Arrowhead
2016
Arrowhead è un film del 2016, diretto da Jesse O’Brien
Lasciando per il momento da parte ogni ipotetico giudizio di valore, risulta quantomeno interessante notare come in nessuno dei novantacinque minuti che ne costituiscono la durata, Arrowhead sembri voler in qualche modo rinnegare la propria natura da B-movie, un fiero giocattolone d’intrattenimento fantascientifico pericolosamente confinante con i grezzi e cialtroni prodotti Asylum ma capace di discostarsene in tempo, grazie alla profusione di una sincerità e di una purezza d’intenti che, malgrado i risicatissimi mezzi, risultano del tutto inusuali in un tale settore a puro uso e consumo. Osservando attentamente l’opera prima del montatore e graphic artist Jesse O’Brien – estensione dell’ottimo corto Arrowhead: Signal (2012) di cui mantiene intatta la materia narrativa e la genuina passione per il genere sci-fi a basso costo – sembra quasi di trovarsi dinnanzi a una versione postmoderna di un John Carpenter o di un Roger Corman primissima maniera (per non dire di un Ed Wood decisamente “maturo”): un cinema di sputi, colla e tanto impegno costretto tuttavia ad arrendersi dinnanzi alla dura realtà del “voglio ma non posso”, senza per questo rinunciare alla capacità di saper fare di necessità virtù e tirar fuori un qualcosa che, anche senza essere impeccabile a livello formale, risulta perfettamente in grado d’intrattenere e di far sorridere con quel poco che ha da offrire.
Arrowhead esordisce puntando decisamente alto, richiamando un universo narrativo molto simile a quello della saga di Star Wars, un lontano futuro nel quale, in seguito a una durissima guerra civile fra un sedicente Impero Galattico e una sparuta Resistenza, è stato costruito un immenso carcere nel quale prigionieri politici e non sono costretti a lavorare in condizioni a dir poco estreme. Ed è proprio nel mezzo di questa marmaglia che il mercenario Kye Cortland (Dan Mor) viene reclutato da un gruppo di ribelli sopravvissuti capitanati dall’ambiguo Tobias Hatch (Mark Redpath) con il compito di reperire i piani segreti dell’Impero e liberare così i compagni detenuti prima che le ultime epurazioni vengano messe in atto. Il piano tuttavia fallisce quando Kye si ritrova bloccato su un pianeta sconosciuto in compagnia (ma non per molto) dei biologi Hollis (Aleisha Rose) e Oleander (Christopher Kirby), mentre oscure e sconosciute creature si preparano ad attaccare acquattate nell’ombra.

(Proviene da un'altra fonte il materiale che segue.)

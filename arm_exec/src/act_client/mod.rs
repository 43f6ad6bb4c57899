//! # Actuator Client
//!
//! This module is the dispatch path between the control loop and the six
//! actuators. It owns one worker thread per actuator, each holding an
//! [`ActDriver`] handle, and fans requests out to all six concurrently,
//! joining before the cycle may proceed.
//!
//! A fan-out either completes with a reply from every actuator or fails with
//! a typed error - a partial set of acknowledgements is never silently
//! accepted. Within one actuator's own stream, requests are delivered in the
//! order they were issued.

// ------------------------------------------------------------------------------------------------
// MODULES
// ------------------------------------------------------------------------------------------------

mod worker;
mod zmq_driver;

pub use zmq_driver::ZmqActDriver;

// ------------------------------------------------------------------------------------------------
// IMPORTS
// ------------------------------------------------------------------------------------------------

// External
use log::warn;
use std::sync::mpsc::{channel, Receiver, RecvTimeoutError, Sender};
use std::thread;
use std::thread::JoinHandle;
use std::time::{Duration, Instant};

// Internal
use comms_if::eqpt::act::{ActDemand, ActId, ActState, NUM_ACTS};
use worker::{worker_thread, Reply, ReplyData, Request};

// ------------------------------------------------------------------------------------------------
// TRAITS
// ------------------------------------------------------------------------------------------------

/// Trait providing a unified interface to a single actuator.
///
/// The production implementation is [`ZmqActDriver`], which forwards requests
/// to the actuator driver daemon. Tests substitute scripted mock drivers.
pub trait ActDriver: Send {
    /// Query the actuator's current state.
    fn query(&mut self) -> Result<ActState, ActDriverError>;

    /// Execute a demand on the actuator.
    fn demand(&mut self, demand: ActDemand) -> Result<(), ActDriverError>;
}

// ------------------------------------------------------------------------------------------------
// STRUCTS
// ------------------------------------------------------------------------------------------------

/// Client dispatching requests to the six actuators.
pub struct ActClient {
    /// The per-actuator workers, in joint order.
    workers: Vec<Worker>,

    /// Channel on which all workers reply.
    reply_rx: Receiver<Reply>,

    /// Maximum time to wait for a full fan-out to complete.
    fan_out_timeout: Duration,

    /// Fan-out sequence counter, used to discard replies belonging to an
    /// abandoned fan-out.
    seq: u64,
}

/// Handle to one actuator's worker thread.
struct Worker {
    act_id: ActId,

    req_tx: Sender<Request>,

    handle: JoinHandle<()>,
}

// ------------------------------------------------------------------------------------------------
// ENUMS
// ------------------------------------------------------------------------------------------------

/// Errors raised by a single actuator driver.
#[derive(thiserror::Error, Debug, Clone, PartialEq)]
pub enum ActDriverError {
    #[error("The driver is not connected to the actuator daemon")]
    NotConnected,

    #[error("Could not send the request to the actuator daemon: {0}")]
    SendFailed(String),

    #[error("No response from the actuator within the timeout")]
    ResponseTimeout,

    #[error("Unexpected response from the actuator daemon: {0}")]
    UnexpectedResponse(String),
}

/// Errors raised by the actuator client.
#[derive(thiserror::Error, Debug)]
pub enum ActClientError {
    #[error("Actuator {id} error: {source}")]
    ActError {
        id: ActId,
        source: ActDriverError,
    },

    #[error("Dispatch incomplete: no reply from {missing:?} within {timeout_ms} ms")]
    DispatchIncomplete {
        missing: Vec<ActId>,
        timeout_ms: u64,
    },

    #[error("The worker thread for actuator {0} has died")]
    WorkerDead(ActId),
}

// ------------------------------------------------------------------------------------------------
// IMPLS
// ------------------------------------------------------------------------------------------------

impl ActClient {
    /// Create a new client over the given actuator drivers, in joint order.
    ///
    /// One worker thread is spawned per driver. The handles are a fixed six
    /// element collection for the lifetime of the client, there is no
    /// re-registration.
    pub fn new(drivers: [Box<dyn ActDriver>; NUM_ACTS], fan_out_timeout: Duration) -> Self {
        let (reply_tx, reply_rx) = channel();

        let mut workers = Vec::with_capacity(NUM_ACTS);

        for (act_id, driver) in ActId::ALL.iter().zip(Vec::from(drivers).into_iter()) {
            let (req_tx, req_rx) = channel();
            let reply_tx = reply_tx.clone();
            let act_id = *act_id;

            let handle = thread::spawn(move || worker_thread(act_id, driver, req_rx, reply_tx));

            workers.push(Worker {
                act_id,
                req_tx,
                handle,
            });
        }

        Self {
            workers,
            reply_rx,
            fan_out_timeout,
            seq: 0,
        }
    }

    /// Query the state of all six actuators concurrently.
    ///
    /// Returns the states in joint order once every actuator has replied, or
    /// an error if any query failed or the fan-out did not complete within
    /// the timeout.
    pub fn query_all(&mut self) -> Result<[ActState; NUM_ACTS], ActClientError> {
        let seq = self.next_seq();

        for worker in &self.workers {
            if worker.req_tx.send(Request::Query { seq }).is_err() {
                return Err(ActClientError::WorkerDead(worker.act_id));
            }
        }

        let replies = self.collect(seq)?;

        let mut states = [ActState::default(); NUM_ACTS];
        for (i, reply) in replies.iter().enumerate() {
            match reply {
                ReplyData::State(state) => states[i] = *state,
                ReplyData::Ack => {
                    return Err(ActClientError::ActError {
                        id: ActId::ALL[i],
                        source: ActDriverError::UnexpectedResponse(
                            "acknowledgement to a query".into(),
                        ),
                    })
                }
            }
        }

        Ok(states)
    }

    /// Dispatch one demand per actuator concurrently, in joint order.
    ///
    /// Returns once every actuator has acknowledged, or an error if any
    /// demand failed or the fan-out did not complete within the timeout.
    pub fn demand_all(&mut self, demands: [ActDemand; NUM_ACTS]) -> Result<(), ActClientError> {
        let seq = self.next_seq();

        for (worker, demand) in self.workers.iter().zip(demands.iter()) {
            let request = Request::Demand {
                seq,
                demand: *demand,
            };

            if worker.req_tx.send(request).is_err() {
                return Err(ActClientError::WorkerDead(worker.act_id));
            }
        }

        self.collect(seq).map(|_| ())
    }

    /// Command all six actuators to maintain their present position.
    pub fn hold_all(&mut self) -> Result<(), ActClientError> {
        self.demand_all([ActDemand::Hold; NUM_ACTS])
    }

    /// Stop and disarm all six actuators.
    pub fn stop_all(&mut self) -> Result<(), ActClientError> {
        self.demand_all([ActDemand::Stop; NUM_ACTS])
    }

    /// Advance the fan-out sequence counter.
    fn next_seq(&mut self) -> u64 {
        self.seq += 1;
        self.seq
    }

    /// Collect one reply from every actuator for the given fan-out sequence.
    ///
    /// Replies carrying an older sequence number belong to an abandoned
    /// fan-out and are discarded. Either all six replies arrive within the
    /// timeout or a typed error identifying the missing actuators is
    /// returned.
    fn collect(&mut self, seq: u64) -> Result<[ReplyData; NUM_ACTS], ActClientError> {
        let deadline = Instant::now() + self.fan_out_timeout;

        let mut replies: [Option<ReplyData>; NUM_ACTS] = [None; NUM_ACTS];
        let mut num_received = 0;

        while num_received < NUM_ACTS {
            let remaining = deadline.saturating_duration_since(Instant::now());

            let reply = match self.reply_rx.recv_timeout(remaining) {
                Ok(r) => r,
                Err(RecvTimeoutError::Timeout) => break,
                Err(RecvTimeoutError::Disconnected) => {
                    // All workers have died, report the first outstanding one
                    let id = Self::first_missing(&replies);
                    return Err(ActClientError::WorkerDead(id));
                }
            };

            // Discard stale replies from an abandoned fan-out
            if reply.seq != seq {
                continue;
            }

            match reply.result {
                Ok(data) => {
                    let index = reply.act_id.index();
                    if replies[index].is_none() {
                        replies[index] = Some(data);
                        num_received += 1;
                    }
                }
                Err(source) => {
                    return Err(ActClientError::ActError {
                        id: reply.act_id,
                        source,
                    })
                }
            }
        }

        if num_received == NUM_ACTS {
            // All slots are filled at this point
            let mut out = [ReplyData::Ack; NUM_ACTS];
            for (slot, reply) in out.iter_mut().zip(replies.iter()) {
                if let Some(data) = reply {
                    *slot = *data;
                }
            }
            Ok(out)
        } else {
            let missing = replies
                .iter()
                .enumerate()
                .filter(|(_, r)| r.is_none())
                .map(|(i, _)| ActId::ALL[i])
                .collect();

            Err(ActClientError::DispatchIncomplete {
                missing,
                timeout_ms: self.fan_out_timeout.as_millis() as u64,
            })
        }
    }

    /// The first actuator with no reply collected yet.
    fn first_missing(replies: &[Option<ReplyData>; NUM_ACTS]) -> ActId {
        for (i, reply) in replies.iter().enumerate() {
            if reply.is_none() {
                return ActId::ALL[i];
            }
        }

        ActId::J1
    }
}

impl Drop for ActClient {
    fn drop(&mut self) {
        // Dropping a worker's request channel stops it once its queue is
        // drained
        for worker in self.workers.drain(..) {
            let Worker {
                act_id,
                req_tx,
                handle,
            } = worker;

            drop(req_tx);

            if handle.join().is_err() {
                warn!("Worker thread for actuator {} panicked", act_id);
            }
        }
    }
}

Partendo con le traballanti premesse di un Rogue One dei poverelli per poi virare decisamente verso una classica epopea stellare di sopravvivenza in solitaria sul modello di The Martian, Arrowhead cambia più volte direzione in modo alquanto brusco, attraversando le più famose e feconde infestazioni mostruose spaziali della storia del cinema (da Alien a The Thing) e finendo per tirare in ballo profonde riflessioni filosofico-scientifiche sulla relatività temporale al sapore di Interstellar, il tutto potendo contare soltanto su una CGI posticcia da PlayStation 1 – sapientemente dosata attraverso la furbesca tattica del vedo-non vedo – e una performance a protagonista unico improntata su un dialogo continuo con un computer di bordo a metà strada fra il razionale Hall 9000 e il gigionesco C-3PO. Il tocco di classe giunge tuttavia con il palesarsi delle temibili creature infestanti, una gloriosa citazione ai termitoni assassini di Assalto alla Terra (1954) che fa ben comprendere il range dell’intera operazione. Certamente uno scult, non c’è dubbio, ma uno di quelli sani, robusti e gustosi come non se ne fanno più da quarant’anni a questa parte: un sano prodotto di genere che può contare solo su se stesso e che non sarebbe certamente dispiaciuto a gente come Bava e Margheriti.